One day I met Chaplain Craig downtown. He was sitting alongside a person on a curb. The person was disheveled, gesturing madly as he talked. Craig made occasional eye contact, but mostly, he just listened, nodding and making a comment. Sitting to one side of the homeless man was the most striking detail of the scene. The chaplain didn’t seem anxious about what to do next. He was just listening. I soon learned that his conversations on the streets frequently led to a walk together to the emergency room of our county hospital, but that wasn’t his primary purpose. However, he got quite a reputation among the ER psych nurses for bringing in homeless people who seemed the most resistant to care.
The act of companioning lends itself to vulnerability, to gentleness. It is walking alongside someone, whether they are alike or different from ourselves, sharing their trouble or bliss, as witnesses to the power of their inner life and allowing them to witness ours.

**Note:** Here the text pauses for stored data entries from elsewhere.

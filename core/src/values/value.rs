use alloc::boxed::Box;
use alloc::rc::Rc;
use alloc::vec::Vec;
use core::fmt;

use super::{Closure, Lambda, Number, Primitive};
use crate::atoms::Atom;

/// An interned symbol together with its display name.
#[derive(Debug, Clone)]
pub struct Symbol {
    pub atom: Atom,
    pub name: Rc<str>,
}

impl Symbol {
    pub fn new(atom: Atom, name: Rc<str>) -> Self {
        Self { atom, name }
    }
}

impl PartialEq for Symbol {
    fn eq(&self, other: &Self) -> bool {
        self.atom == other.atom
    }
}

impl Eq for Symbol {}

/// A runtime value.
///
/// Leaves (`Nil`, `Boolean`, `Number`, `String`, `Symbol`) describe
/// themselves. `List` owns its elements and is copied on every construction.
/// `Quote` marks literal data: executing it is a no-op and the primitives look
/// through it.
#[derive(Clone)]
pub enum Value {
    Nil,
    Boolean(bool),
    Number(Number),
    String(Rc<str>),
    Symbol(Symbol),
    List(Vec<Value>),
    Primitive(Primitive),
    Lambda(Rc<Lambda>),
    Closure(Rc<Closure>),
    Quote(Box<Value>),
}

impl Value {
    pub fn bool(value: bool) -> Value {
        Value::Boolean(value)
    }

    pub fn int(value: i64) -> Value {
        Value::Number(Number::int(value))
    }

    pub fn float(value: f64) -> Value {
        Value::Number(Number::float(value))
    }

    pub fn string(value: &str) -> Value {
        Value::String(Rc::from(value))
    }

    pub fn list(items: impl IntoIterator<Item = Value>) -> Value {
        Value::List(items.into_iter().collect())
    }

    /// Marks `value` as literal data.
    ///
    /// Self-evaluating leaves are returned as they are since quoting them
    /// changes nothing.
    pub fn quote(value: Value) -> Value {
        match value {
            Value::List(_) | Value::Symbol(_) | Value::Quote(_) => Value::Quote(Box::new(value)),
            Value::Nil
            | Value::Boolean(_)
            | Value::Number(_)
            | Value::String(_)
            | Value::Primitive(_)
            | Value::Lambda(_)
            | Value::Closure(_) => value,
        }
    }

    /// Wraps an already executed list or symbol so that executing it again
    /// leaves it untouched.
    pub fn settled(self) -> Value {
        match self {
            Value::List(_) | Value::Symbol(_) => Value::Quote(Box::new(self)),
            other => other,
        }
    }

    /// Strips every `Quote` layer.
    pub fn unquoted(&self) -> &Value {
        let mut value = self;
        while let Value::Quote(inner) = value {
            value = inner;
        }
        value
    }

    pub fn into_unquoted(self) -> Value {
        let mut value = self;
        loop {
            match value {
                Value::Quote(inner) => value = *inner,
                other => return other,
            }
        }
    }

    pub fn is_quoted(&self) -> bool {
        matches!(self, Value::Quote(_))
    }

    /// Nil, `false`, the empty string and the empty list are false.
    /// Everything else, zero included, is true.
    pub fn is_truthy(&self) -> bool {
        match self.unquoted() {
            Value::Nil => false,
            Value::Boolean(b) => *b,
            Value::String(s) => !s.is_empty(),
            Value::List(items) => !items.is_empty(),
            _ => true,
        }
    }

    pub fn is_nil(&self) -> bool {
        matches!(self.unquoted(), Value::Nil)
    }

    pub fn as_number(&self) -> Option<Number> {
        match self.unquoted() {
            Value::Number(n) => Some(*n),
            _ => None,
        }
    }

    pub fn as_bool(&self) -> Option<bool> {
        match self.unquoted() {
            Value::Boolean(b) => Some(*b),
            _ => None,
        }
    }

    pub fn as_str(&self) -> Option<&str> {
        match self.unquoted() {
            Value::String(s) => Some(s.as_ref()),
            _ => None,
        }
    }

    pub fn as_symbol(&self) -> Option<&Symbol> {
        match self.unquoted() {
            Value::Symbol(s) => Some(s),
            _ => None,
        }
    }

    pub fn as_list(&self) -> Option<&[Value]> {
        match self.unquoted() {
            Value::List(items) => Some(items.as_slice()),
            _ => None,
        }
    }

    pub fn type_name(&self) -> &'static str {
        match self {
            Value::Nil => "Nil",
            Value::Boolean(_) => "Boolean",
            Value::Number(_) => "Number",
            Value::String(_) => "String",
            Value::Symbol(_) => "Symbol",
            Value::List(_) => "List",
            Value::Primitive(_) => "Primitive",
            Value::Lambda(_) => "Lambda",
            Value::Closure(_) => "Closure",
            Value::Quote(inner) => inner.type_name(),
        }
    }
}

impl Default for Value {
    fn default() -> Self {
        Value::Nil
    }
}

impl From<bool> for Value {
    fn from(value: bool) -> Self {
        Value::Boolean(value)
    }
}

impl From<Number> for Value {
    fn from(value: Number) -> Self {
        Value::Number(value)
    }
}

impl From<f64> for Value {
    fn from(value: f64) -> Self {
        Value::float(value)
    }
}

impl From<i64> for Value {
    fn from(value: i64) -> Self {
        Value::int(value)
    }
}

impl From<&str> for Value {
    fn from(value: &str) -> Self {
        Value::string(value)
    }
}

impl From<Vec<Value>> for Value {
    fn from(items: Vec<Value>) -> Self {
        Value::List(items)
    }
}

/// Structural equality, transparent to quoting. Callables compare by identity.
impl PartialEq for Value {
    fn eq(&self, other: &Self) -> bool {
        match (self.unquoted(), other.unquoted()) {
            (Value::Nil, Value::Nil) => true,
            (Value::Boolean(a), Value::Boolean(b)) => a == b,
            (Value::Number(a), Value::Number(b)) => a == b,
            (Value::String(a), Value::String(b)) => a == b,
            (Value::Symbol(a), Value::Symbol(b)) => a == b,
            (Value::List(a), Value::List(b)) => a == b,
            (Value::Primitive(a), Value::Primitive(b)) => a == b,
            (Value::Lambda(a), Value::Lambda(b)) => Rc::ptr_eq(a, b),
            (Value::Closure(a), Value::Closure(b)) => Rc::ptr_eq(a, b),
            _ => false,
        }
    }
}

impl fmt::Display for Value {
    fn fmt(&self, f: &mut fmt::Formatter<'_>) -> fmt::Result {
        match self {
            Value::Nil => f.write_str("Nil"),
            Value::Boolean(true) => f.write_str("True"),
            Value::Boolean(false) => f.write_str("False"),
            Value::Number(n) => write!(f, "{}", n),
            Value::String(s) => f.write_str(s),
            Value::Symbol(s) => f.write_str(&s.name),
            Value::List(items) => {
                f.write_str("(")?;
                for (i, item) in items.iter().enumerate() {
                    if i > 0 {
                        f.write_str(" ")?;
                    }
                    write!(f, "{}", item)?;
                }
                f.write_str(")")
            }
            Value::Primitive(p) => write!(f, "Primitive: {}", p.name()),
            Value::Lambda(lambda) => write!(f, "#<lambda {}>", lambda.signature()),
            Value::Closure(closure) => write!(f, "#<closure {}>", closure.lambda().signature()),
            Value::Quote(inner) => write!(f, "{}", inner),
        }
    }
}

impl fmt::Debug for Value {
    fn fmt(&self, f: &mut fmt::Formatter<'_>) -> fmt::Result {
        match self {
            Value::Nil => f.write_str("Nil"),
            Value::Boolean(b) => write!(f, "Boolean({})", b),
            Value::Number(n) => write!(f, "Number({})", n),
            Value::String(s) => write!(f, "String({:?})", s),
            Value::Symbol(s) => write!(f, "Symbol({})", s.name),
            Value::List(items) => f.debug_tuple("List").field(items).finish(),
            Value::Primitive(p) => write!(f, "Primitive({})", p.name()),
            Value::Lambda(lambda) => write!(f, "Lambda{}", lambda.signature()),
            Value::Closure(closure) => write!(f, "Closure{}", closure.lambda().signature()),
            Value::Quote(inner) => f.debug_tuple("Quote").field(inner).finish(),
        }
    }
}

Some years ago, there was a book that described the wounded healer, the person made vulnerable by their own suffering, to empathy and understanding. As we walk alongside someone, this affirmation of woundedness and wonder reveals the spiritual dimension. We might even have a revelation of the commonality of the human condition, made immediate to us in an encounter with another soul. Our companion may be unlike us in every respect. They are “the other,” the stranger, or so it would seem. We companion each other on the spiritual path and find the tenuous strands of spiritual life that unite us. We become travelers together. No longer a stranger, we walk with a friend. --Paul Carlson, Plymouth Healing Communites Board Member
Plymouth Healing Communities began at Plymouth Church two decades ago, when a dedicated group of Plymouth Church members envisioned and pursued a particular model of breaking the devastating cycle of hospitalization and homelessness for people living with mental illness. PHC provides small-scale housing, companionship, robust community partnerships, and mission-driven property management. Beginning with a single Beacon Hill House, PHC has since acquired additional houses and small apartment buildings in Seattle, as well as a relationship with a Beacon Hill church that provides several additional housing units. PHC remains committed to the belief that healing takes place when people are shown the care, love, and respect that all of us deserve.